WHAT IS NEEDED:
Give back all the data exactly, line by line.

TASK DATA:
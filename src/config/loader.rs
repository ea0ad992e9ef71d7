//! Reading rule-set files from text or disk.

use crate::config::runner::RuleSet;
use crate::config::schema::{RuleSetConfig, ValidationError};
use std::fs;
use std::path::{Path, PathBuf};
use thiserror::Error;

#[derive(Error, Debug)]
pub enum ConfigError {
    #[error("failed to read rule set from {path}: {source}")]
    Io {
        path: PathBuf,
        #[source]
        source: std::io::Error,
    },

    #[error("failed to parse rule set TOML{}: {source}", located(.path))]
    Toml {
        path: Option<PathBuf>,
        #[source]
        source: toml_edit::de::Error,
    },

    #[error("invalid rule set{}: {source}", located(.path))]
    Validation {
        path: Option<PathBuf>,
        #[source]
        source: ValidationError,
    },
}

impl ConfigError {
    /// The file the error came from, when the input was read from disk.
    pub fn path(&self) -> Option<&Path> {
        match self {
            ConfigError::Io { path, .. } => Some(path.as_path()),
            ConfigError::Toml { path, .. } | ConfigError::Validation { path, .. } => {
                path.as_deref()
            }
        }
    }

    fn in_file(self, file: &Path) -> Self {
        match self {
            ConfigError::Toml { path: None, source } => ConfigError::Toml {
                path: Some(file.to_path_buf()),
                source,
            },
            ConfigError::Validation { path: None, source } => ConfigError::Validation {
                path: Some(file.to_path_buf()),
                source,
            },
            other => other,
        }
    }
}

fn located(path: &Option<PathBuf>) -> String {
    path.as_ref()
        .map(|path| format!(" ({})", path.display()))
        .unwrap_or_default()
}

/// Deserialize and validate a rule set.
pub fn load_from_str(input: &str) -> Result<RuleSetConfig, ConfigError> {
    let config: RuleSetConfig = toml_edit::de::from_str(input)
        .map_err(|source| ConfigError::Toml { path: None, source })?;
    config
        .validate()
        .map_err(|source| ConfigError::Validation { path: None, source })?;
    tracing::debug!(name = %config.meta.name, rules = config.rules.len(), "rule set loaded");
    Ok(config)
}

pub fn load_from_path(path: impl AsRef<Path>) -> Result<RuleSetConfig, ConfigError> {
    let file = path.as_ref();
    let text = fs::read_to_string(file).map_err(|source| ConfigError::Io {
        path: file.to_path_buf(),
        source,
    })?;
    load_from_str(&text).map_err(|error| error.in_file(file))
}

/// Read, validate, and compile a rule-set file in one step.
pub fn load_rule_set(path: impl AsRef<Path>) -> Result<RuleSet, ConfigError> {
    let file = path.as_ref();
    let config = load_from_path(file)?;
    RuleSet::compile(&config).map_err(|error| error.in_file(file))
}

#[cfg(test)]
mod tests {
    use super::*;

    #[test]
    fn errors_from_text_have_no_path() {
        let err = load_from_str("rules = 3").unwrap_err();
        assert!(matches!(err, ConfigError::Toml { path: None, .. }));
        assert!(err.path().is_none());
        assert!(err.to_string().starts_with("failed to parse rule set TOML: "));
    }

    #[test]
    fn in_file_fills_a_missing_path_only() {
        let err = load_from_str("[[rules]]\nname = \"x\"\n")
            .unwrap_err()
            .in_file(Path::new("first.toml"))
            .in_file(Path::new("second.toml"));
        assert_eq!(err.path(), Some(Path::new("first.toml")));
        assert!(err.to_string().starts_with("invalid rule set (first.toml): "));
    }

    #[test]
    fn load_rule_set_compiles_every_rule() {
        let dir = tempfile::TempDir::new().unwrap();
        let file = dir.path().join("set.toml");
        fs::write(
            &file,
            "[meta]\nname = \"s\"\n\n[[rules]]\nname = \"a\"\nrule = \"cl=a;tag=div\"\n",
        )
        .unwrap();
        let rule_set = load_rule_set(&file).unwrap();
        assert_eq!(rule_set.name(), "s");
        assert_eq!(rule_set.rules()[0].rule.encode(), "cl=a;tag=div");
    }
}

WRITTEN RESPONSE:
filename src/config/loader.rs
repository ea0ad992e9ef71d7
//! Reading rule-set files from text or disk.

use crate::config::runner::RuleSet;
use crate::config::schema::{RuleSetConfig, ValidationError};
use std::fs;
use std::path::{Path, PathBuf};
use thiserror::Error;

#[derive(Error, Debug)]
pub enum ConfigError {
    #[error("failed to read rule set from {path}: {source}")]
    Io {
        path: PathBuf,
        #[source]
        source: std::io::Error,
    },

    #[error("failed to parse rule set TOML{}: {source}", located(.path))]
    Toml {
        path: Option<PathBuf>,
        #[source]
        source: toml_edit::de::Error,
    },

    #[error("invalid rule set{}: {source}", located(.path))]
    Validation {
        path: Option<PathBuf>,
        #[source]
        source: ValidationError,
    },
}

impl ConfigError {
    /// The file the error came from, when the input was read from disk.
    pub fn path(&self) -> Option<&Path> {
        match self {
            ConfigError::Io { path, .. } => Some(path.as_path()),
            ConfigError::Toml { path, .. } | ConfigError::Validation { path, .. } => {
                path.as_deref()
            }
        }
    }

    fn in_file(self, file: &Path) -> Self {
        match self {
            ConfigError::Toml { path: None, source } => ConfigError::Toml {
                path: Some(file.to_path_buf()),
                source,
            },
            ConfigError::Validation { path: None, source } => ConfigError::Validation {
                path: Some(file.to_path_buf()),
                source,
            },
            other => other,
        }
    }
}

fn located(path: &Option<PathBuf>) -> String {
    path.as_ref()
        .map(|path| format!(" ({})", path.display()))
        .unwrap_or_default()
}

/// Deserialize and validate a rule set.
pub fn load_from_str(input: &str) -> Result<RuleSetConfig, ConfigError> {
    let config: RuleSetConfig = toml_edit::de::from_str(input)
        .map_err(|source| ConfigError::Toml { path: None, source })?;
    config
        .validate()
        .map_err(|source| ConfigError::Validation { path: None, source })?;
    tracing::debug!(name = %config.meta.name, rules = config.rules.len(), "rule set loaded");
    Ok(config)
}

pub fn load_from_path(path: impl AsRef<Path>) -> Result<RuleSetConfig, ConfigError> {
    let file = path.as_ref();
    let text = fs::read_to_string(file).map_err(|source| ConfigError::Io {
        path: file.to_path_buf(),
        source,
    })?;
    load_from_str(&text).map_err(|error| error.in_file(file))
}

/// Read, validate, and compile a rule-set file in one step.
pub fn load_rule_set(path: impl AsRef<Path>) -> Result<RuleSet, ConfigError> {
    let file = path.as_ref();
    let config = load_from_path(file)?;
    RuleSet::compile(&config).map_err(|error| error.in_file(file))
}

#[cfg(test)]
mod tests {
    use super::*;

    #[test]
    fn errors_from_text_have_no_path() {
        let err = load_from_str("rules = 3").unwrap_err();
        assert!(matches!(err, ConfigError::Toml { path: None, .. }));
        assert!(err.path().is_none());
        assert!(err.to_string().starts_with("failed to parse rule set TOML: "));
    }

    #[test]
    fn in_file_fills_a_missing_path_only() {
        let err = load_from_str("[[rules]]\nname = \"x\"\n")
            .unwrap_err()
            .in_file(Path::new("first.toml"))
            .in_file(Path::new("second.toml"));
        assert_eq!(err.path(), Some(Path::new("first.toml")));
        assert!(err.to_string().starts_with("invalid rule set (first.toml): "));
    }

    #[test]
    fn load_rule_set_compiles_every_rule() {
        let dir = tempfile::TempDir::new().unwrap();
        let file = dir.path().join("set.toml");
        fs::write(
            &file,
            "[meta]\nname = \"s\"\n\n[[rules]]\nname = \"a\"\nrule = \"cl=a;tag=div\"\n",
        )
        .unwrap();
        let rule_set = load_rule_set(&file).unwrap();
        assert_eq!(rule_set.name(), "s");
        assert_eq!(rule_set.rules()[0].rule.encode(), "cl=a;tag=div");
    }
}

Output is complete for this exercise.